Artiste plasticien prolifique qui vit en Suisse depuis 1955 – et dont l’œuvre, contenant quelque 5000 pièces, est archivée à la Bibliothèque nationale suisse – Bryan Cyril Thurston est aujourd’hui peut-être mieux connu pour son activisme environnemental influencé par l’art, qui lui a valu une certaine notoriété nationale dans les années 1970 et 1980.
Les débuts de l’éco-artivisme
À cette époque, on prévoyait de construire un barrage hydroélectrique sur la plaine de la Greina, afin de revitaliser économiquement les villages voisins de Vrin et Sumvitg. Si le projet avait été mené à bien, il aurait inondé la Greina et transformé ce paysage alpin vierge en un lac artificiel.

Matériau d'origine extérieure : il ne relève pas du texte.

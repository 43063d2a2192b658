//! Batch node generation.
//!
//! The generator turns a content-type selection and resolved parameters into
//! node drafts and hands them to a [`ContentApi`], which decides what gets
//! created and what is rejected.

use chrono::{DateTime, Duration, Utc};
use log::{debug, info};
use rand::seq::SliceRandom;
use rand::Rng;
use serde::{Deserialize, Serialize};

use crate::error::Result;
use crate::parameters::{ContentTypeSelection, GenerationParameters};

pub const CREATED_FORMAT: &str = "%Y-%m-%d %H:%M:%S";

const WORDS: &[&str] = &[
    "lorem", "ipsum", "dolor", "sit", "amet", "consectetur", "adipiscing", "elit", "sed", "do",
    "eiusmod", "tempor", "incididunt", "ut", "labore", "et", "dolore", "magna", "aliqua", "enim",
    "ad", "minim", "veniam", "quis", "nostrud", "exercitation", "ullamco", "laboris", "nisi",
    "aliquip", "ex", "ea", "commodo", "consequat", "duis", "aute", "irure", "in",
    "reprehenderit", "voluptate", "velit", "esse", "cillum", "fugiat", "nulla", "pariatur",
    "excepteur", "sint", "occaecat", "cupidatat", "non", "proident", "sunt", "culpa", "qui",
    "officia", "deserunt", "mollit", "anim", "id", "est", "laborum",
];

/// A node the generator asks the content API to create.
#[derive(Debug, Clone, PartialEq, Eq)]
pub struct NodeDraft {
    pub content_type: String,
    pub title: String,
    pub created: DateTime<Utc>,
}

/// A node the content API created.
#[derive(Deserialize, Serialize, Debug, Clone, PartialEq, Eq)]
pub struct NodeRecord {
    pub id: u64,
    pub content_type: String,
    pub title: String,
    pub created: DateTime<Utc>,
}

impl NodeRecord {
    #[must_use]
    pub fn as_row(&self) -> Vec<String> {
        vec![
            self.id.to_string(),
            self.content_type.clone(),
            self.title.clone(),
            self.created.format(CREATED_FORMAT).to_string(),
        ]
    }
}

/// A draft the content API refused, with its reason.
#[derive(Debug, Clone, PartialEq, Eq)]
pub struct FailedNode {
    pub draft: NodeDraft,
    pub reason: String,
}

/// Outcome of a batch, in the order the content API reported it.
#[derive(Debug, Clone, Default, PartialEq, Eq)]
pub struct GenerationResult {
    pub success: Vec<NodeRecord>,
    pub failure: Vec<FailedNode>,
}

impl GenerationResult {
    #[must_use]
    pub fn processed(&self) -> usize {
        self.success.len() + self.failure.len()
    }
}

/// Creates nodes on behalf of the generator.
pub trait ContentApi {
    /// Creates a batch of nodes, reporting per-draft success or failure.
    ///
    /// # Errors
    ///
    /// Returns an error if the batch as a whole could not be processed.
    fn create_nodes(&mut self, drafts: Vec<NodeDraft>) -> Result<GenerationResult>;
}

pub struct BatchGenerator<R: Rng> {
    rng: R,
    now: DateTime<Utc>,
}

impl<R: Rng> BatchGenerator<R> {
    /// `now` is the invocation time all creation offsets are measured from.
    pub fn new(rng: R, now: DateTime<Utc>) -> Self {
        Self { rng, now }
    }

    fn title(&mut self, word_count: u32) -> String {
        let words: Vec<&str> = (0..word_count)
            .filter_map(|_| WORDS.choose(&mut self.rng).copied())
            .collect();

        let mut title = words.join(" ");
        if let Some(first) = title.get(0..1).map(str::to_uppercase) {
            title.replace_range(0..1, &first);
        }
        title
    }

    fn created(&mut self, range_seconds: u32) -> DateTime<Utc> {
        if range_seconds == 0 {
            return self.now;
        }

        let offset = self.rng.gen_range(0..=range_seconds);
        self.now - Duration::seconds(i64::from(offset))
    }

    /// Builds `limit` drafts from the selection and parameters.
    pub fn draft_nodes(
        &mut self,
        selection: &ContentTypeSelection,
        parameters: &GenerationParameters,
    ) -> Vec<NodeDraft> {
        let range_seconds = parameters.time_range_seconds();

        (0..parameters.limit)
            .filter_map(|_| {
                let content_type = selection.ids().choose(&mut self.rng)?.clone();
                Some(NodeDraft {
                    content_type,
                    title: self.title(parameters.title_words),
                    created: self.created(range_seconds),
                })
            })
            .collect()
    }

    /// Drafts a batch and delegates it to `api`.
    ///
    /// # Errors
    ///
    /// Returns a delegation failure carrying the content API's message if the
    /// batch could not be processed.
    pub fn generate<A: ContentApi + ?Sized>(
        &mut self,
        api: &mut A,
        selection: &ContentTypeSelection,
        parameters: &GenerationParameters,
    ) -> Result<GenerationResult> {
        let drafts = self.draft_nodes(selection, parameters);
        debug!("Requesting {} nodes from the content API", drafts.len());

        let result = api
            .create_nodes(drafts)
            .map_err(crate::error::Error::into_delegation)?;

        info!(
            "Content API created {} nodes, rejected {}",
            result.success.len(),
            result.failure.len()
        );

        Ok(result)
    }
}

#[cfg(test)]
mod tests {
    use super::*;
    use crate::catalog::ContentTypeCatalog;
    use crate::error::Error;
    use crate::parameters::TimeRange;
    use chrono::TimeZone;
    use rand::rngs::StdRng;
    use rand::SeedableRng;

    fn now() -> DateTime<Utc> {
        Utc.with_ymd_and_hms(2024, 5, 1, 12, 0, 0).unwrap()
    }

    fn generator() -> BatchGenerator<StdRng> {
        BatchGenerator::new(StdRng::seed_from_u64(7), now())
    }

    fn selection(ids: &[&str]) -> ContentTypeSelection {
        let entries = [("article", "Article"), ("page", "Basic page")]
            .iter()
            .map(|(id, label)| (id.to_string(), label.to_string()))
            .collect();
        let catalog = ContentTypeCatalog::new(entries);
        ContentTypeSelection::new(ids.iter().map(ToString::to_string).collect(), &catalog).unwrap()
    }

    #[test]
    fn test_title_word_count_and_capitalization() {
        let mut generator = generator();
        let title = generator.title(4);

        assert_eq!(title.split(' ').count(), 4);
        assert!(title.chars().next().unwrap().is_uppercase());
    }

    #[test]
    fn test_created_without_range_is_now() {
        let mut generator = generator();
        for _ in 0..20 {
            assert_eq!(generator.created(0), now());
        }
    }

    #[test]
    fn test_created_within_range() {
        let mut generator = generator();
        let range = TimeRange::Day.seconds();
        for _ in 0..100 {
            let created = generator.created(range);
            assert!(created <= now());
            assert!(created >= now() - Duration::seconds(i64::from(range)));
        }
    }

    #[test]
    fn test_same_seed_same_drafts() {
        let selection = selection(&["article"]);
        let parameters = GenerationParameters {
            limit: 5,
            title_words: 3,
            time_range: TimeRange::Week,
        };

        let first = generator().draft_nodes(&selection, &parameters);
        let second = generator().draft_nodes(&selection, &parameters);
        assert_eq!(first, second);
    }

    struct FailingApi;

    impl ContentApi for FailingApi {
        fn create_nodes(&mut self, _drafts: Vec<NodeDraft>) -> Result<GenerationResult> {
            Err(Error::Misc("database is locked".to_string()))
        }
    }

    #[test]
    fn test_generate_wraps_api_error() {
        let selection = selection(&["page"]);
        let result = generator().generate(
            &mut FailingApi,
            &selection,
            &GenerationParameters::default(),
        );

        match result {
            Err(Error::Delegation(message)) => assert!(message.contains("database is locked")),
            other => panic!("Expected delegation failure, got {other:?}"),
        }
    }

    #[test]
    fn test_node_record_row() {
        let record = NodeRecord {
            id: 12,
            content_type: "article".to_string(),
            title: "Lorem ipsum".to_string(),
            created: now(),
        };
        assert_eq!(
            record.as_row(),
            vec!["12", "article", "Lorem ipsum", "2024-05-01 12:00:00"]
        );
    }
}
//! Command handlers, one module per console command.

pub mod container_debug;
pub mod create_nodes;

Bryan Cyril Thurston, un passionné de randonnée qui était depuis longtemps amoureux du plateau et de ses vues sur les montagnes (qui lui rappelaient les Highlands écossais) dans les années 1960, ne pouvait supporter cette pensée.
Il a pris position et a contribué à galvaniser un mouvement d’artistes qui ont organisé de nombreuses expositions dédiées à la protestation contre ce projet de barrage. «Kunst als aktiver Landschaftsschutz» («L’art comme forme active de protection de l’environnement») et «Nur die Poesie kann die Greina retten» («Seule la poésie peut sauver la Greina») étaient les cris de ralliement idéalistes de Bryan Cyril Thurston.

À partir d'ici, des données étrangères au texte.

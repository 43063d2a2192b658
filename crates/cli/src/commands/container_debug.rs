//! `container:debug`: list the service registry or describe one service.

use cms_console_core::error::Result;
use cms_console_core::inspector::{Inspector, ServiceSummary};
use cms_console_core::messages::{keys, Messages};
use cms_console_core::table::{Table, TableStyle};
use log::debug;

use crate::context::SiteContext;

/// Builds the compact table for a listing (no `service_id`) or a single
/// service description.
///
/// # Errors
///
/// Returns [`cms_console_core::error::Error::NotFound`] for an unknown
/// service id.
pub fn build_table<I: Inspector + ?Sized>(
    inspector: &I,
    messages: &Messages,
    service_id: Option<&str>,
) -> Result<Table> {
    match service_id {
        None => {
            let rows = inspector
                .list_services()
                .iter()
                .map(ServiceSummary::as_row)
                .collect();

            Ok(Table::new([
                messages.trans(keys::DEBUG_SERVICE_ID),
                messages.trans(keys::DEBUG_CLASS_NAME),
            ])
            .with_style(TableStyle::Compact)
            .with_rows(rows))
        }
        Some(service_id) => {
            debug!("Describing service `{}`", service_id);
            let rows = inspector.describe(service_id)?.detail_rows(messages)?;

            Ok(Table::new(Vec::<String>::new())
                .with_style(TableStyle::Compact)
                .with_rows(rows))
        }
    }
}

pub fn handle(context: &SiteContext, service_id: Option<&str>) -> Result<()> {
    let table = build_table(&context.inspector(), &context.messages, service_id)?;
    println!("{}", table.render());
    Ok(())
}
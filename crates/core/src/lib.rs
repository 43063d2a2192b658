//! CMS Console Core Library
//!
//! This crate provides the core functionality for cms-console, an
//! administration console for a content-management system. It covers the two
//! jobs the console performs against the host framework: inspecting the
//! service container and generating batches of sample content nodes.
//!
//! # Key Features
//!
//! - **Site Definition**: Load the content-type catalog and service registry from YAML
//! - **Parameter Resolution**: Merge command-line values, interactive answers and defaults
//! - **Batch Generation**: Draft nodes with random titles and creation times
//! - **Content Store**: Create nodes with sequential ids, optionally persisted to YAML
//! - **Container Inspection**: List services or describe a single one
//! - **Tables and Messages**: Plain-text tables and a keyed message table
//!
//! # Examples
//!
//! Generating nodes without prompting:
//!
//! ```
//! use chrono::Utc;
//! use cms_console_core::catalog::ContentTypeCatalog;
//! use cms_console_core::content_store::ContentStore;
//! use cms_console_core::generator::BatchGenerator;
//! use cms_console_core::messages::Messages;
//! use cms_console_core::parameters::{
//!     resolve_generation_request, NonInteractivePrompter, RawGenerationInput,
//! };
//! use indexmap::IndexMap;
//! use rand::rngs::StdRng;
//! use rand::SeedableRng;
//!
//! let mut entries = IndexMap::new();
//! entries.insert("article".to_string(), "Article".to_string());
//! let catalog = ContentTypeCatalog::new(entries);
//!
//! let raw = RawGenerationInput {
//!     content_types: vec!["article".to_string()],
//!     limit: Some("3".to_string()),
//!     ..RawGenerationInput::default()
//! };
//! let (selection, parameters) = resolve_generation_request(
//!     &raw,
//!     &catalog,
//!     &Messages::default(),
//!     &mut NonInteractivePrompter,
//! )?;
//!
//! let mut store = ContentStore::in_memory(catalog.ids());
//! let mut generator = BatchGenerator::new(StdRng::seed_from_u64(1), Utc::now());
//! let result = generator.generate(&mut store, &selection, &parameters)?;
//! assert_eq!(result.success.len(), 3);
//! # Ok::<(), cms_console_core::error::Error>(())
//! ```

pub mod catalog;
pub mod config;
pub mod content_store;
pub mod error;
pub mod generator;
pub mod inspector;
pub mod messages;
pub mod parameters;
pub mod site;
pub mod table;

C’était peu probable, mais cette campagne de plusieurs décennies a finalement été couronnée de succès. Le barrage n’a jamais été construit. Vrin et Sumvitg ont été indemnisés pour les pertes financières subies, par le biais du fonds «Landschaftsrappen» (centimes pour le paysage) qui récompense les communautés qui renoncent à construire sur des sites du patrimoine naturel en faveur de la protection de l’environnement.
Une vieille bataille
La préservation de la Greina était tout à fait dans l’air du temps au milieu des années 1980, coïncidant avec le mouvement environnemental naissant et les craintes de la société concernant le dépérissement des forêts. Dans son exposé sur le film, Patrick Thurston lie également le succès de la campagne de son père à la décision prise en 1989 de mettre au rebut la centrale nucléaire prévue à Kaiseraugst, une commune bâloise.
Un souvenir provocateur à savourer en ce moment historique et culturel, alors que la Suisse a été engagée dans un débat politique houleux sur son approvisionnement énergétique ces dernières années. Face aux craintes de pénuries potentielles, exacerbées par la situation géopolitique incertaine de l’Europe, ces discussions sont devenues un refrain familier de la saison électorale.

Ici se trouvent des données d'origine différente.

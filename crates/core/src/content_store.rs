//! Local content store used as the console's content API.
//!
//! Drafts are validated against the known content types, accepted drafts get
//! sequential node ids, and the store can persist its nodes to a YAML file so
//! ids keep increasing across runs.

use std::fs::File;
use std::path::Path;

use indexmap::IndexSet;
use log::{debug, warn};
use tempfile::NamedTempFile;

use crate::error::{Error, Result};
use crate::generator::{ContentApi, FailedNode, GenerationResult, NodeDraft, NodeRecord};

#[derive(Debug, Clone, Default)]
pub struct ContentStore {
    content_types: IndexSet<String>,
    nodes: Vec<NodeRecord>,
    path: Option<String>,
}

impl ContentStore {
    /// In-memory store accepting the given content types.
    pub fn in_memory<I, S>(content_types: I) -> Self
    where
        I: IntoIterator<Item = S>,
        S: Into<String>,
    {
        Self {
            content_types: content_types.into_iter().map(Into::into).collect(),
            nodes: Vec::new(),
            path: None,
        }
    }

    /// Store backed by the YAML file at `path`. A missing file is an empty store.
    ///
    /// # Errors
    ///
    /// Returns an error if the file exists but cannot be read or parsed.
    pub fn open<I, S>(content_types: I, path: &str) -> Result<Self>
    where
        I: IntoIterator<Item = S>,
        S: Into<String>,
    {
        let mut store = Self::in_memory(content_types);
        store.nodes = read_nodes(path)?;
        store.path = Some(path.to_string());

        debug!("Opened content store `{path}` with {} nodes", store.nodes.len());

        Ok(store)
    }

    #[must_use]
    pub fn nodes(&self) -> &[NodeRecord] {
        &self.nodes
    }

    fn next_id(&self) -> u64 {
        self.nodes.iter().map(|node| node.id).max().unwrap_or(0) + 1
    }

    fn rejection_reason(&self, draft: &NodeDraft) -> Option<String> {
        if !self.content_types.contains(&draft.content_type) {
            return Some(format!("unknown content type `{}`", draft.content_type));
        }

        if draft.title.trim().is_empty() {
            return Some("title may not be empty".to_string());
        }

        None
    }
}

impl ContentApi for ContentStore {
    fn create_nodes(&mut self, drafts: Vec<NodeDraft>) -> Result<GenerationResult> {
        let mut result = GenerationResult::default();
        let mut nodes = self.nodes.clone();
        let mut next_id = self.next_id();

        for draft in drafts {
            if let Some(reason) = self.rejection_reason(&draft) {
                warn!("Rejected node `{}`: {reason}", draft.title);
                result.failure.push(FailedNode { draft, reason });
                continue;
            }

            let node = NodeRecord {
                id: next_id,
                content_type: draft.content_type,
                title: draft.title,
                created: draft.created,
            };
            next_id += 1;

            nodes.push(node.clone());
            result.success.push(node);
        }

        // Nodes only count as created once they are on disk.
        if let Some(path) = &self.path {
            write_nodes(path, &nodes)?;
        }
        self.nodes = nodes;

        Ok(result)
    }
}

fn read_nodes(path: &str) -> Result<Vec<NodeRecord>> {
    if !Path::new(path).exists() {
        return Ok(Vec::new());
    }

    let reader = File::open(path)
        .map_err(|e| Error::io_error("content store".to_string(), path.to_string(), e))?;

    let nodes: Option<Vec<NodeRecord>> = serde_yaml::from_reader(reader).map_err(|e| {
        Error::yaml_error(
            "reading".to_string(),
            "content store".to_string(),
            path.to_string(),
            e,
        )
    })?;

    Ok(nodes.unwrap_or_default())
}

/// Writes to a temporary file next to `path` and renames it into place, so a
/// failed write leaves the previous store file untouched.
fn write_nodes(path: &str, nodes: &[NodeRecord]) -> Result<()> {
    let io_error =
        |e: std::io::Error| Error::io_error("content store".to_string(), path.to_string(), e);

    let directory = Path::new(path)
        .parent()
        .filter(|parent| !parent.as_os_str().is_empty())
        .unwrap_or_else(|| Path::new("."));
    let mut temp_file = NamedTempFile::new_in(directory).map_err(io_error)?;

    serde_yaml::to_writer(&mut temp_file, nodes).map_err(|e| {
        Error::yaml_error(
            "writing".to_string(),
            "content store".to_string(),
            path.to_string(),
            e,
        )
    })?;

    temp_file.persist(path).map_err(|e| io_error(e.error))?;
    Ok(())
}
use std::io::Write;

use cms_console_core::error::Result;
use crossterm::queue;
use crossterm::style::{Color, Print, ResetColor, SetForegroundColor};

fn print_status<W: Write>(writer: &mut W, color: Color, tag: &str, message: &str) -> Result<()> {
    queue!(
        writer,
        SetForegroundColor(color),
        Print(format!("[{tag}] {message}")),
        ResetColor,
        Print("\n")
    )?;
    writer.flush()?;
    Ok(())
}

pub fn print_success<W: Write>(writer: &mut W, message: &str) -> Result<()> {
    print_status(writer, Color::Green, "OK", message)
}

pub fn print_warning<W: Write>(writer: &mut W, message: &str) -> Result<()> {
    print_status(writer, Color::Yellow, "WARNING", message)
}

pub fn print_error<W: Write>(writer: &mut W, message: &str) -> Result<()> {
    print_status(writer, Color::Red, "ERROR", message)
}
//! Everything a command needs from the site definition.

use cms_console_core::catalog::ContentTypeCatalog;
use cms_console_core::config;
use cms_console_core::content_store::ContentStore;
use cms_console_core::error::Result;
use cms_console_core::inspector::RegistryInspector;
use cms_console_core::messages::Messages;
use cms_console_core::site::{self, SiteDefinition};
use log::debug;

pub struct SiteContext {
    pub site: SiteDefinition,
    pub messages: Messages,
}

impl SiteContext {
    /// Loads the site definition from `site_path`, or the default location.
    ///
    /// # Errors
    ///
    /// Returns an error if the file cannot be read, is not valid YAML, or
    /// fails validation.
    pub fn load(site_path: Option<&str>) -> Result<Self> {
        let site_path = config::get_site_path(site_path);
        debug!("Site path: `{}`", site_path);

        let site = site::get_site_definition(&site_path)?;
        Ok(Self::from_site(site))
    }

    #[must_use]
    pub fn from_site(site: SiteDefinition) -> Self {
        let messages = Messages::with_overrides(site.messages.as_ref());
        Self { site, messages }
    }

    #[must_use]
    pub fn catalog(&self) -> ContentTypeCatalog {
        ContentTypeCatalog::new(self.site.content_types.clone())
    }

    #[must_use]
    pub fn inspector(&self) -> RegistryInspector {
        RegistryInspector::new(&self.site.services)
    }

    /// Opens the configured content store, or an in-memory one when the site
    /// names no store file.
    ///
    /// # Errors
    ///
    /// Returns an error if the store file exists but cannot be read.
    pub fn content_store(&self) -> Result<ContentStore> {
        let content_types = self.site.content_types.keys().cloned();

        match config::expand_path(self.site.content_store.as_deref()) {
            Some(path) => {
                debug!("Content store: `{}`", path);
                ContentStore::open(content_types, &path)
            }
            None => Ok(ContentStore::in_memory(content_types)),
        }
    }
}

Alors que les partis de gauche ont tendance à plaider pour un assouplissement des réglementations concernant la construction d’éoliennes et de panneaux photovoltaïques, les solutions préférées de la droite comprennent l’expansion des capacités hydroélectriques du pays. Plus récemment, et à la grande consternation de la gauche, le Conseil fédéral a émis une recommandation visant à lever l’interdiction actuelle sur la construction de nouvelles centrales nucléaires – une interdiction que le peuple suisse n’avait approuvée qu’en 2017.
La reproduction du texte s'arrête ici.